Monday, 28 November 2005

One in four - everywhere or just in sink estates?

From today's Telegraph. Scary statistics. Come on B Liar - tough on crime and all that. These are just kids and not those nasty terrorists.

Millions of young people 'on wrong side of the law'
By Philip Johnston, Home Affairs Editor
Filed: 25/11/2005)
Almost three million young people aged between 10 and 25 have been involved in crime or anti-social behaviour in the past year, according to Home Office figures published yesterday.Half were classified as serious or frequent offenders and about 22 per cent admitted to using drugs - even trying them when they were as young as eight. The figures emerged from the Offending, Crime and Justice Survey designed to establish the true level of juvenile crime. The conventional British Crime Survey does not include offences committed by children under 16.Researchers sought the views of a sample of 5,000 young people and asked whether they had committed any of 20 specific crimes, including burglary, thefts, robberies, assaults and drug dealing.
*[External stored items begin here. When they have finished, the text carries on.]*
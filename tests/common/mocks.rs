//! Mocks for sinks and writers that fail on demand.
use csv::StringRecord;
use mockall::mock;

use std::io::{self, Write};

use ynab_discover::core::item::{ItemWriter, ItemWriterResult};

mock! {
    pub File {}
    impl Write for File {
        fn write(&mut self, buf: &[u8]) -> io::Result<usize>;
        fn flush(&mut self) -> io::Result<()>;
    }
}

mock! {
    pub RecordWriter {}
    impl ItemWriter<StringRecord> for RecordWriter {
        fn write(&self, item: &StringRecord) -> ItemWriterResult;
        fn flush(&self) -> ItemWriterResult;
        fn open(&self) -> ItemWriterResult;
        fn close(&self) -> ItemWriterResult;
    }
}
//! Cooperative cancellation shared between a running step and whoever may
//! want to stop it (typically an interrupt handler).
//!
//! Clones observe the same signal. `is_cancelled` does not need a runtime, so
//! the blocking step polls it between rows; a row that has started is always
//! written completely.
//!
//! ```
//! use ynab_discover::core::cancel::CancellationToken;
//!
//! let token = CancellationToken::new();
//! let handle = token.clone();
//!
//! assert!(!token.is_cancelled());
//! handle.cancel();
//! assert!(token.is_cancelled());
//! ```

pub use tokio_util::sync::CancellationToken;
A quarter had committed at least one of the offences in the past year. From this, they extrapolated that, across the country, about 1.6 million had committed a property crime and 1.7 million a violent offence. Half a million had committed at least one or more serious offence. The survey group was also asked about anti-social behaviour such as graffiti - admitted to by three per cent - or being "noisy or rude in a public place", which was conceded by 16 per cent.The most common offences were assault (16 per cent) and theft (12 per cent). However, of the sample, only small proportions had been arrested or sentenced in the courts.
Richard Garside, the director of the Crime and Society Foundation, said: "It's hardly a shock to find that many children and young people commit some crime. But on the Home Office's own definitions one young person in every eight is a serious offender, and one in every 12 is a prolific offender. Does this not call into question the point of such definitions?" David Davis, the shadow home secretary, said: "This report demonstrates the extent of the problem there now exists with crime among young people. We need root and branch reform." Separate research showed that almost half of prolific young offenders on a flagship community sentence breached their conditions or were thrown off the programme.